(Collected data)
━━━━━━

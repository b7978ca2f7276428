//! Aggregation pipeline. Turns the symbol catalog into a ticker strip,
//! notable-move headlines and an index news digest.

use std::sync::Arc;

use chrono::{DateTime, NaiveDate, Utc};
use futures::stream::{self, StreamExt};
use serde::Serialize;

use crate::application::format::ArticleFormatter;
use crate::application::news::{search_company, search_index, NewsSettings};
use crate::domain::entities::article::{ArticleRecord, FullArticleEntry, NewsStatus};
use crate::domain::entities::company::{CompanyRecord, SymbolCatalog};
use crate::domain::ports::market_data::MarketDataProvider;
use crate::domain::ports::news_search::NewsSearchProvider;
use crate::domain::values::movement::{Movement, MovementResult};
use crate::domain::values::threshold::NotableThreshold;

#[derive(Debug, Clone, PartialEq, Serialize)]
pub struct PipelineSettings {
    pub threshold: NotableThreshold,
    /// Symbols processed at once. 1 gives strictly sequential calls.
    pub concurrency: usize,
    pub news: NewsSettings,
}

impl Default for PipelineSettings {
    fn default() -> Self {
        Self {
            threshold: NotableThreshold::default(),
            concurrency: 4,
            news: NewsSettings::default(),
        }
    }
}

/// One pipeline snapshot, ready for rendering.
///
/// `headlines` and `full_articles` are index-aligned; all three
/// per-symbol lists follow catalog order.
#[derive(Debug, Clone, Serialize)]
pub struct Dashboard {
    pub generated_at: DateTime<Utc>,
    pub ticker_points: Vec<String>,
    pub headlines: Vec<String>,
    pub full_articles: Vec<FullArticleEntry>,
    /// Latest session date seen; `None` when no symbol had market data.
    pub anchor_date: Option<NaiveDate>,
    pub index_digest: Vec<ArticleRecord>,
    /// `None` when there was no anchor date and so no index query.
    pub index_digest_status: Option<NewsStatus>,
    pub symbols_scanned: usize,
    pub symbols_skipped: usize,
}

/// What a single symbol contributes to the dashboard.
struct SymbolReport {
    movement: Movement,
    ticker_point: String,
    headline: Option<(String, FullArticleEntry)>,
}

pub struct AggregationPipeline {
    catalog: Arc<SymbolCatalog>,
    market: Arc<dyn MarketDataProvider>,
    news: Arc<dyn NewsSearchProvider>,
    formatter: Arc<dyn ArticleFormatter>,
    settings: PipelineSettings,
}

impl AggregationPipeline {
    pub fn new(
        catalog: Arc<SymbolCatalog>,
        market: Arc<dyn MarketDataProvider>,
        news: Arc<dyn NewsSearchProvider>,
        formatter: Arc<dyn ArticleFormatter>,
        settings: PipelineSettings,
    ) -> Self {
        Self {
            catalog,
            market,
            news,
            formatter,
            settings,
        }
    }

    /// Latest move for one symbol. Upstream failures are logged and
    /// reported as `Unknown`.
    pub async fn fetch_movement(&self, symbol: &str) -> MovementResult {
        match self.market.latest_session(symbol).await {
            Ok(Some(session)) => MovementResult::from_session(&session),
            Ok(None) => {
                tracing::debug!(symbol, provider = self.market.name(), "no session data");
                MovementResult::Unknown
            }
            Err(e) => {
                tracing::warn!(symbol, provider = self.market.name(), "market data failed: {e}");
                MovementResult::Unknown
            }
        }
    }

    /// Run one full snapshot over the catalog.
    pub async fn run(&self) -> Dashboard {
        let generated_at = Utc::now();
        let concurrency = self.settings.concurrency.max(1);

        // `buffered` yields in input order, so the merge keeps catalog order.
        let reports: Vec<Option<SymbolReport>> = stream::iter(self.catalog.records())
            .map(|record| self.process_symbol(record))
            .buffered(concurrency)
            .collect()
            .await;

        let symbols_scanned = reports.len();
        let mut ticker_points = Vec::new();
        let mut headlines = Vec::new();
        let mut full_articles = Vec::new();
        let mut anchor_date: Option<NaiveDate> = None;

        for report in reports.into_iter().flatten() {
            let date = report.movement.session_date;
            anchor_date = Some(anchor_date.map_or(date, |d| d.max(date)));
            ticker_points.push(report.ticker_point);
            if let Some((headline, entry)) = report.headline {
                headlines.push(headline);
                full_articles.push(entry);
            }
        }
        let symbols_skipped = symbols_scanned - ticker_points.len();

        let (index_digest, index_digest_status) = match anchor_date {
            Some(anchor) => {
                let outcome = search_index(self.news.as_ref(), &self.settings.news, anchor).await;
                let status = outcome.status();
                (outcome.into_records(self.settings.news.index_limit), Some(status))
            }
            None => {
                tracing::warn!("no market data for any symbol; skipping index digest");
                (Vec::new(), None)
            }
        };

        tracing::info!(
            scanned = symbols_scanned,
            skipped = symbols_skipped,
            notable = headlines.len(),
            digest = index_digest.len(),
            "pipeline run complete"
        );

        Dashboard {
            generated_at,
            ticker_points,
            headlines,
            full_articles,
            anchor_date,
            index_digest,
            index_digest_status,
            symbols_scanned,
            symbols_skipped,
        }
    }

    async fn process_symbol(&self, record: &CompanyRecord) -> Option<SymbolReport> {
        let symbol = record.symbol.as_str();
        let movement = match self.fetch_movement(symbol).await {
            MovementResult::Known(m) => m,
            MovementResult::Unknown => return None,
        };

        let ticker_point = self.formatter.format_ticker_point(symbol, &movement);
        tracing::debug!(symbol, change = movement.percent_change, "movement");

        if !self.settings.threshold.is_notable(Some(movement.percent_change)) {
            return Some(SymbolReport {
                movement,
                ticker_point,
                headline: None,
            });
        }

        // Unnamed companies fall back to searching by ticker.
        let company_name = self.catalog.lookup(symbol).unwrap_or_default();
        let query_terms = if company_name.is_empty() { symbol } else { company_name };
        let outcome = search_company(
            self.news.as_ref(),
            &self.settings.news,
            query_terms,
            movement.session_date,
        )
        .await;
        let status = outcome.status();
        let articles = outcome.into_records(self.settings.news.company_limit);

        let headline = self
            .formatter
            .format_headline(symbol, query_terms, &movement, &articles);

        Some(SymbolReport {
            movement,
            ticker_point,
            headline: Some((
                headline,
                FullArticleEntry {
                    symbol: symbol.to_string(),
                    status,
                    articles,
                },
            )),
        })
    }
}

━━━━━━

Copy the records out again word for word.

_WRITTEN ANSWER:_
repository b7978ca2f7276428
//! Aggregation pipeline. Turns the symbol catalog into a ticker strip,
//! notable-move headlines and an index news digest.

use std::sync::Arc;

use chrono::{DateTime, NaiveDate, Utc};
use futures::stream::{self, StreamExt};
use serde::Serialize;

use crate::application::format::ArticleFormatter;
use crate::application::news::{search_company, search_index, NewsSettings};
use crate::domain::entities::article::{ArticleRecord, FullArticleEntry, NewsStatus};
use crate::domain::entities::company::{CompanyRecord, SymbolCatalog};
use crate::domain::ports::market_data::MarketDataProvider;
use crate::domain::ports::news_search::NewsSearchProvider;
use crate::domain::values::movement::{Movement, MovementResult};
use crate::domain::values::threshold::NotableThreshold;

#[derive(Debug, Clone, PartialEq, Serialize)]
pub struct PipelineSettings {
    pub threshold: NotableThreshold,
    /// Symbols processed at once. 1 gives strictly sequential calls.
    pub concurrency: usize,
    pub news: NewsSettings,
}

impl Default for PipelineSettings {
    fn default() -> Self {
        Self {
            threshold: NotableThreshold::default(),
            concurrency: 4,
            news: NewsSettings::default(),
        }
    }
}

/// One pipeline snapshot, ready for rendering.
///
/// `headlines` and `full_articles` are index-aligned; all three
/// per-symbol lists follow catalog order.
#[derive(Debug, Clone, Serialize)]
pub struct Dashboard {
    pub generated_at: DateTime<Utc>,
    pub ticker_points: Vec<String>,
    pub headlines: Vec<String>,
    pub full_articles: Vec<FullArticleEntry>,
    /// Latest session date seen; `None` when no symbol had market data.
    pub anchor_date: Option<NaiveDate>,
    pub index_digest: Vec<ArticleRecord>,
    /// `None` when there was no anchor date and so no index query.
    pub index_digest_status: Option<NewsStatus>,
    pub symbols_scanned: usize,
    pub symbols_skipped: usize,
}

/// What a single symbol contributes to the dashboard.
struct SymbolReport {
    movement: Movement,
    ticker_point: String,
    headline: Option<(String, FullArticleEntry)>,
}

pub struct AggregationPipeline {
    catalog: Arc<SymbolCatalog>,
    market: Arc<dyn MarketDataProvider>,
    news: Arc<dyn NewsSearchProvider>,
    formatter: Arc<dyn ArticleFormatter>,
    settings: PipelineSettings,
}

impl AggregationPipeline {
    pub fn new(
        catalog: Arc<SymbolCatalog>,
        market: Arc<dyn MarketDataProvider>,
        news: Arc<dyn NewsSearchProvider>,
        formatter: Arc<dyn ArticleFormatter>,
        settings: PipelineSettings,
    ) -> Self {
        Self {
            catalog,
            market,
            news,
            formatter,
            settings,
        }
    }

    /// Latest move for one symbol. Upstream failures are logged and
    /// reported as `Unknown`.
    pub async fn fetch_movement(&self, symbol: &str) -> MovementResult {
        match self.market.latest_session(symbol).await {
            Ok(Some(session)) => MovementResult::from_session(&session),
            Ok(None) => {
                tracing::debug!(symbol, provider = self.market.name(), "no session data");
                MovementResult::Unknown
            }
            Err(e) => {
                tracing::warn!(symbol, provider = self.market.name(), "market data failed: {e}");
                MovementResult::Unknown
            }
        }
    }

    /// Run one full snapshot over the catalog.
    pub async fn run(&self) -> Dashboard {
        let generated_at = Utc::now();
        let concurrency = self.settings.concurrency.max(1);

        // `buffered` yields in input order, so the merge keeps catalog order.
        let reports: Vec<Option<SymbolReport>> = stream::iter(self.catalog.records())
            .map(|record| self.process_symbol(record))
            .buffered(concurrency)
            .collect()
            .await;

        let symbols_scanned = reports.len();
        let mut ticker_points = Vec::new();
        let mut headlines = Vec::new();
        let mut full_articles = Vec::new();
        let mut anchor_date: Option<NaiveDate> = None;

        for report in reports.into_iter().flatten() {
            let date = report.movement.session_date;
            anchor_date = Some(anchor_date.map_or(date, |d| d.max(date)));
            ticker_points.push(report.ticker_point);
            if let Some((headline, entry)) = report.headline {
                headlines.push(headline);
                full_articles.push(entry);
            }
        }
        let symbols_skipped = symbols_scanned - ticker_points.len();

        let (index_digest, index_digest_status) = match anchor_date {
            Some(anchor) => {
                let outcome = search_index(self.news.as_ref(), &self.settings.news, anchor).await;
                let status = outcome.status();
                (outcome.into_records(self.settings.news.index_limit), Some(status))
            }
            None => {
                tracing::warn!("no market data for any symbol; skipping index digest");
                (Vec::new(), None)
            }
        };

        tracing::info!(
            scanned = symbols_scanned,
            skipped = symbols_skipped,
            notable = headlines.len(),
            digest = index_digest.len(),
            "pipeline run complete"
        );

        Dashboard {
            generated_at,
            ticker_points,
            headlines,
            full_articles,
            anchor_date,
            index_digest,
            index_digest_status,
            symbols_scanned,
            symbols_skipped,
        }
    }

    async fn process_symbol(&self, record: &CompanyRecord) -> Option<SymbolReport> {
        let symbol = record.symbol.as_str();
        let movement = match self.fetch_movement(symbol).await {
            MovementResult::Known(m) => m,
            MovementResult::Unknown => return None,
        };

        let ticker_point = self.formatter.format_ticker_point(symbol, &movement);
        tracing::debug!(symbol, change = movement.percent_change, "movement");

        if !self.settings.threshold.is_notable(Some(movement.percent_change)) {
            return Some(SymbolReport {
                movement,
                ticker_point,
                headline: None,
            });
        }

        // Unnamed companies fall back to searching by ticker.
        let company_name = self.catalog.lookup(symbol).unwrap_or_default();
        let query_terms = if company_name.is_empty() { symbol } else { company_name };
        let outcome = search_company(
            self.news.as_ref(),
            &self.settings.news,
            query_terms,
            movement.session_date,
        )
        .await;
        let status = outcome.status();
        let articles = outcome.into_records(self.settings.news.company_limit);

        let headline = self
            .formatter
            .format_headline(symbol, query_terms, &movement, &articles);

        Some(SymbolReport {
            movement,
            ticker_point,
            headline: Some((
                headline,
                FullArticleEntry {
                    symbol: symbol.to_string(),
                    status,
                    articles,
                },
            )),
        })
    }
}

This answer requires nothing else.